To their shame, western governments aren’t really making as much of a fuss as they could, or should, nor will they as long as they are so eager to buy Saudi oil, and equally eager to sell them arms. Not only that, but the newly-elected Conservative Party government in Britain has promised to repeal the Human Rights Act that protects every citizen in the UK from the same medieval barbarism that leaves every person in Islamic countries in fear of the ominous rap on the door in the middle of the night. Or just the wrath of an ignorant lynch mob at any time of the day.

There is little I can do as an individual to help this man whose “crime” is nothing more than speaking reasonably. All I can do is add my own voice to the many others who are speaking out and hope that eventually it might make a difference. Add your voice too, if you cherish – and want to keep – the freedom to think for yourself.

In the UK and other western countries, everyone has freedom of conscience, and that includes the freedom to follow any religion without hindrance, as well as the freedom to follow no religion at all. That’s the way it should be, but it doesn’t happen in any country where politics and theocracy are so intertwined that they become, in fact, the same thing.

Religion, as the late Christopher Hitchens pointed out, poisons everything.

Creationism Is Not Science

IMG_20150110_175325My last post was a very brief answer to an article in the Shields Gazette on Thursday, 26th March 2015, in which Mike Hallowell complained that I have criticised his anti-scientific beliefs.

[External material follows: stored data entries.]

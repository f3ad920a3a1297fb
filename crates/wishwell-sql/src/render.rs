//! Render SQL AST to string.
//!
//! Rendering is dialect-driven: placeholder style, identifier quoting and
//! the upsert clause shape all come from the [`Dialect`] carried by the
//! [`RenderContext`]. Parameter indices are assigned in the order the
//! placeholders appear in the output, left to right.

use std::cell::RefCell;
use std::fmt;

use indexmap::IndexMap;

use crate::expr::{ColumnRef, Expr};
use crate::stmt::*;
use crate::{Dialect, ParamName, RenderedSql, escape_string};

/// Mutable parameter tracking state.
struct ParamState {
    /// Named parameters -> their assigned index (numbered dialects).
    named: IndexMap<ParamName, usize>,
    /// One entry per placeholder occurrence (positional dialects).
    ordered: Vec<ParamName>,
    /// Next parameter index to assign.
    next_param_idx: usize,
}

impl ParamState {
    fn new() -> Self {
        Self {
            named: IndexMap::new(),
            ordered: Vec::new(),
            next_param_idx: 1,
        }
    }
}

/// Rendering context carrying the dialect and parameter state.
pub struct RenderContext {
    dialect: Dialect,
    params: RefCell<ParamState>,
}

impl RenderContext {
    pub fn new(dialect: Dialect) -> Self {
        Self {
            dialect,
            params: RefCell::new(ParamState::new()),
        }
    }

    pub fn dialect(&self) -> Dialect {
        self.dialect
    }

    /// Quote an identifier for the current dialect.
    fn ident(&self, name: &str) -> String {
        self.dialect.quote_ident(name)
    }

    /// Produce the placeholder token for a named parameter.
    ///
    /// Numbered dialects reuse the index assigned at the parameter's first
    /// occurrence; positional dialects record every occurrence.
    fn placeholder(&self, name: &ParamName) -> String {
        let mut state = self.params.borrow_mut();
        if self.dialect.numbered_params() {
            let ParamState {
                named,
                next_param_idx,
                ..
            } = &mut *state;
            let idx = *named.entry(name.clone()).or_insert_with(|| {
                let idx = *next_param_idx;
                *next_param_idx += 1;
                idx
            });
            self.dialect.placeholder(idx)
        } else {
            state.ordered.push(name.clone());
            let idx = state.ordered.len();
            self.dialect.placeholder(idx)
        }
    }

    /// Finish rendering and return the collected params in placeholder order.
    fn into_params(self) -> Vec<ParamName> {
        let state = self.params.into_inner();
        if self.dialect.numbered_params() {
            state.named.into_keys().collect()
        } else {
            state.ordered
        }
    }
}

/// Wrapper for rendering a value via Display.
struct Fmt<'a, T: Render + ?Sized>(&'a RenderContext, &'a T);

impl<T: Render + ?Sized> fmt::Display for Fmt<'_, T> {
    fn fmt(&self, f: &mut fmt::Formatter<'_>) -> fmt::Result {
        self.1.render(self.0, f)
    }
}

// ============================================================================
// Render implementations
// ============================================================================

/// Trait for types that can be rendered to SQL.
pub trait Render {
    fn render(&self, ctx: &RenderContext, f: &mut fmt::Formatter<'_>) -> fmt::Result;
}

impl Render for Expr {
    fn render(&self, ctx: &RenderContext, f: &mut fmt::Formatter<'_>) -> fmt::Result {
        match self {
            Expr::Param(name) => {
                let ph = ctx.placeholder(name);
                write!(f, "{ph}")
            }
            Expr::Column(col) => col.render(ctx, f),
            Expr::String(s) => {
                let escaped = escape_string(s);
                write!(f, "{escaped}")
            }
            Expr::Int(n) => write!(f, "{n}"),
            Expr::Bool(b) => write!(f, "{}", if *b { "TRUE" } else { "FALSE" }),
            Expr::Null => write!(f, "NULL"),
            Expr::BinOp { left, op, right } => {
                let left = Fmt(ctx, left.as_ref());
                let right = Fmt(ctx, right.as_ref());
                let op_str = op.as_str();
                // OR is parenthesized so it composes with surrounding ANDs.
                if matches!(op, crate::BinOp::Or) {
                    write!(f, "({left} {op_str} {right})")
                } else {
                    write!(f, "{left} {op_str} {right}")
                }
            }
            Expr::IsNull { expr, negated } => {
                let expr = Fmt(ctx, expr.as_ref());
                let suffix = if *negated { " IS NOT NULL" } else { " IS NULL" };
                write!(f, "{expr}{suffix}")
            }
            Expr::In { expr, list } => {
                let expr = Fmt(ctx, expr.as_ref());
                write!(f, "{expr} IN (")?;
                for (i, item) in list.iter().enumerate() {
                    if i > 0 {
                        write!(f, ", ")?;
                    }
                    write!(f, "{}", Fmt(ctx, item))?;
                }
                write!(f, ")")
            }
            Expr::FnCall { name, args } => {
                write!(f, "{name}(")?;
                for (i, arg) in args.iter().enumerate() {
                    if i > 0 {
                        write!(f, ", ")?;
                    }
                    write!(f, "{}", Fmt(ctx, arg))?;
                }
                write!(f, ")")
            }
            Expr::Greatest(args) => {
                write!(f, "{}(", ctx.dialect().greatest_fn())?;
                for (i, arg) in args.iter().enumerate() {
                    if i > 0 {
                        write!(f, ", ")?;
                    }
                    write!(f, "{}", Fmt(ctx, arg))?;
                }
                write!(f, ")")
            }
            Expr::Excluded(column) => {
                let col = ctx.ident(column);
                match ctx.dialect() {
                    Dialect::Postgres => write!(f, "EXCLUDED.{col}"),
                    Dialect::Sqlite => write!(f, "excluded.{col}"),
                    Dialect::MySql => write!(f, "VALUES({col})"),
                }
            }
            Expr::Subquery(stmt) => {
                write!(f, "({})", Fmt(ctx, stmt.as_ref()))
            }
            Expr::Raw(s) => write!(f, "{s}"),
        }
    }
}

impl Render for ColumnRef {
    fn render(&self, ctx: &RenderContext, f: &mut fmt::Formatter<'_>) -> fmt::Result {
        if let Some(table) = &self.table {
            let table = ctx.ident(table);
            write!(f, "{table}.")?;
        }
        let column = ctx.ident(&self.column);
        write!(f, "{column}")
    }
}

impl Render for SelectStmt {
    fn render(&self, ctx: &RenderContext, f: &mut fmt::Formatter<'_>) -> fmt::Result {
        write!(f, "SELECT")?;

        if self.distinct {
            write!(f, " DISTINCT")?;
        }

        // Columns
        if self.columns.is_empty() {
            write!(f, " *")?;
        } else {
            for (i, col) in self.columns.iter().enumerate() {
                if i > 0 {
                    write!(f, ",")?;
                }
                write!(f, " {}", Fmt(ctx, col))?;
            }
        }

        // FROM
        if let Some(from) = &self.from {
            let table = ctx.ident(&from.table);
            write!(f, " FROM {table}")?;
            if let Some(alias) = &from.alias {
                let alias = ctx.ident(alias);
                write!(f, " {alias}")?;
            }
        }

        // JOINs
        for join in &self.joins {
            let kind = join.kind.as_str();
            let table = ctx.ident(&join.table);
            write!(f, " {kind} {table}")?;
            if let Some(alias) = &join.alias {
                let alias = ctx.ident(alias);
                write!(f, " {alias}")?;
            }
            let on = Fmt(ctx, &join.on);
            write!(f, " ON {on}")?;
        }

        // WHERE
        if let Some(where_) = &self.where_ {
            let where_ = Fmt(ctx, where_);
            write!(f, " WHERE {where_}")?;
        }

        // GROUP BY
        if !self.group_by.is_empty() {
            write!(f, " GROUP BY ")?;
            for (i, expr) in self.group_by.iter().enumerate() {
                if i > 0 {
                    write!(f, ", ")?;
                }
                write!(f, "{}", Fmt(ctx, expr))?;
            }
        }

        // HAVING
        if let Some(having) = &self.having {
            let having = Fmt(ctx, having);
            write!(f, " HAVING {having}")?;
        }

        // ORDER BY
        if !self.order_by.is_empty() {
            write!(f, " ORDER BY ")?;
            for (i, order) in self.order_by.iter().enumerate() {
                if i > 0 {
                    write!(f, ", ")?;
                }
                let expr = Fmt(ctx, &order.expr);
                let dir = if order.desc { " DESC" } else { " ASC" };
                write!(f, "{expr}{dir}")?;
            }
        }

        // LIMIT
        if let Some(limit) = &self.limit {
            let limit = Fmt(ctx, limit);
            write!(f, " LIMIT {limit}")?;
        }

        // OFFSET
        if let Some(offset) = &self.offset {
            let offset = Fmt(ctx, offset);
            write!(f, " OFFSET {offset}")?;
        }

        Ok(())
    }
}

impl Render for SelectColumn {
    fn render(&self, ctx: &RenderContext, f: &mut fmt::Formatter<'_>) -> fmt::Result {
        match self {
            SelectColumn::Expr { expr, alias } => {
                let expr = Fmt(ctx, expr);
                write!(f, "{expr}")?;
                if let Some(alias) = alias {
                    let alias = ctx.ident(alias);
                    write!(f, " AS {alias}")?;
                }
                Ok(())
            }
            SelectColumn::AllFrom(table) => {
                let table = ctx.ident(table);
                write!(f, "{table}.*")
            }
        }
    }
}

impl Render for InsertStmt {
    fn render(&self, ctx: &RenderContext, f: &mut fmt::Formatter<'_>) -> fmt::Result {
        let table = ctx.ident(&self.table);
        write!(f, "INSERT INTO {table} (")?;

        // Columns
        for (i, col) in self.columns.iter().enumerate() {
            if i > 0 {
                write!(f, ", ")?;
            }
            let col = ctx.ident(col);
            write!(f, "{col}")?;
        }
        write!(f, ")")?;

        // VALUES
        write!(f, " VALUES (")?;
        for (i, val) in self.values.iter().enumerate() {
            if i > 0 {
                write!(f, ", ")?;
            }
            write!(f, "{}", Fmt(ctx, val))?;
        }
        write!(f, ")")?;

        // Conflict clause
        if let Some(conflict) = &self.on_conflict {
            match ctx.dialect() {
                Dialect::Postgres | Dialect::Sqlite => {
                    write!(f, " ON CONFLICT (")?;
                    for (i, col) in conflict.columns.iter().enumerate() {
                        if i > 0 {
                            write!(f, ", ")?;
                        }
                        let col = ctx.ident(col);
                        write!(f, "{col}")?;
                    }
                    write!(f, ")")?;

                    match &conflict.action {
                        ConflictAction::DoNothing => {
                            write!(f, " DO NOTHING")?;
                        }
                        ConflictAction::DoUpdate(assignments) => {
                            write!(f, " DO UPDATE SET ")?;
                            render_assignments(ctx, f, assignments)?;
                        }
                    }
                }
                Dialect::MySql => {
                    // The conflict target is implied by the table's unique
                    // keys; DO NOTHING becomes a self-assignment of the
                    // first target column.
                    write!(f, " ON DUPLICATE KEY UPDATE ")?;
                    match &conflict.action {
                        ConflictAction::DoNothing => {
                            let col = conflict
                                .columns
                                .first()
                                .map(|c| ctx.ident(c))
                                .unwrap_or_else(|| ctx.ident("id"));
                            write!(f, "{col} = {col}")?;
                        }
                        ConflictAction::DoUpdate(assignments) => {
                            render_assignments(ctx, f, assignments)?;
                        }
                    }
                }
            }
        }

        // RETURNING (only where the dialect has it)
        if !self.returning.is_empty() && ctx.dialect().supports_returning() {
            write!(f, " RETURNING ")?;
            for (i, col) in self.returning.iter().enumerate() {
                if i > 0 {
                    write!(f, ", ")?;
                }
                let col = ctx.ident(col);
                write!(f, "{col}")?;
            }
        }

        Ok(())
    }
}

fn render_assignments(
    ctx: &RenderContext,
    f: &mut fmt::Formatter<'_>,
    assignments: &[UpdateAssignment],
) -> fmt::Result {
    for (i, assign) in assignments.iter().enumerate() {
        if i > 0 {
            write!(f, ", ")?;
        }
        let col = ctx.ident(&assign.column);
        let val = Fmt(ctx, &assign.value);
        write!(f, "{col} = {val}")?;
    }
    Ok(())
}

impl Render for UpdateStmt {
    fn render(&self, ctx: &RenderContext, f: &mut fmt::Formatter<'_>) -> fmt::Result {
        let table = ctx.ident(&self.table);
        write!(f, "UPDATE {table} SET ")?;
        render_assignments(ctx, f, &self.assignments)?;

        if let Some(where_) = &self.where_ {
            let where_ = Fmt(ctx, where_);
            write!(f, " WHERE {where_}")?;
        }

        Ok(())
    }
}

impl Render for DeleteStmt {
    fn render(&self, ctx: &RenderContext, f: &mut fmt::Formatter<'_>) -> fmt::Result {
        let table = ctx.ident(&self.table);
        write!(f, "DELETE FROM {table}")?;

        if let Some(where_) = &self.where_ {
            let where_ = Fmt(ctx, where_);
            write!(f, " WHERE {where_}")?;
        }

        Ok(())
    }
}

impl Render for Stmt {
    fn render(&self, ctx: &RenderContext, f: &mut fmt::Formatter<'_>) -> fmt::Result {
        match self {
            Stmt::Select(s) => s.render(ctx, f),
            Stmt::Insert(s) => s.render(ctx, f),
            Stmt::Update(s) => s.render(ctx, f),
            Stmt::Delete(s) => s.render(ctx, f),
        }
    }
}

// ============================================================================
// Convenience entry point
// ============================================================================

/// Render a statement for a dialect.
pub fn render(dialect: Dialect, stmt: &impl Render) -> RenderedSql {
    let ctx = RenderContext::new(dialect);
    let sql = format!("{}", Fmt(&ctx, stmt));
    RenderedSql {
        sql,
        params: ctx.into_params(),
    }
}

// ============================================================================
// Tests
// ============================================================================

I said I would give a fuller answer to his article on the Bad Thinking blog because his original article has not been published on the Gazette’s website. I obviously don’t have a right to reply there, but at least I can reply here.

Mike reckons he doesn’t have a problem with science itself, it’s the “culture that often surrounds it” that bothers him.

Mike says:

I don’t mind scientists telling me what they’ve discovered, but what I don’t take kindly to is being told what I should believe.

Give me the facts, but don’t get heavy-handed with me and tell me how I should interpret them.

In all probability I’ll bow to the expertise of scientists, but I reserve the right not to on occasion. And that’s what some individuals don’t like.

All creationists are happy to accept what science has to say, but only up to a certain point: if science comes up with something that happens to contradict a religious believer’s faith, then that is where their acceptance of scientific discovery stops.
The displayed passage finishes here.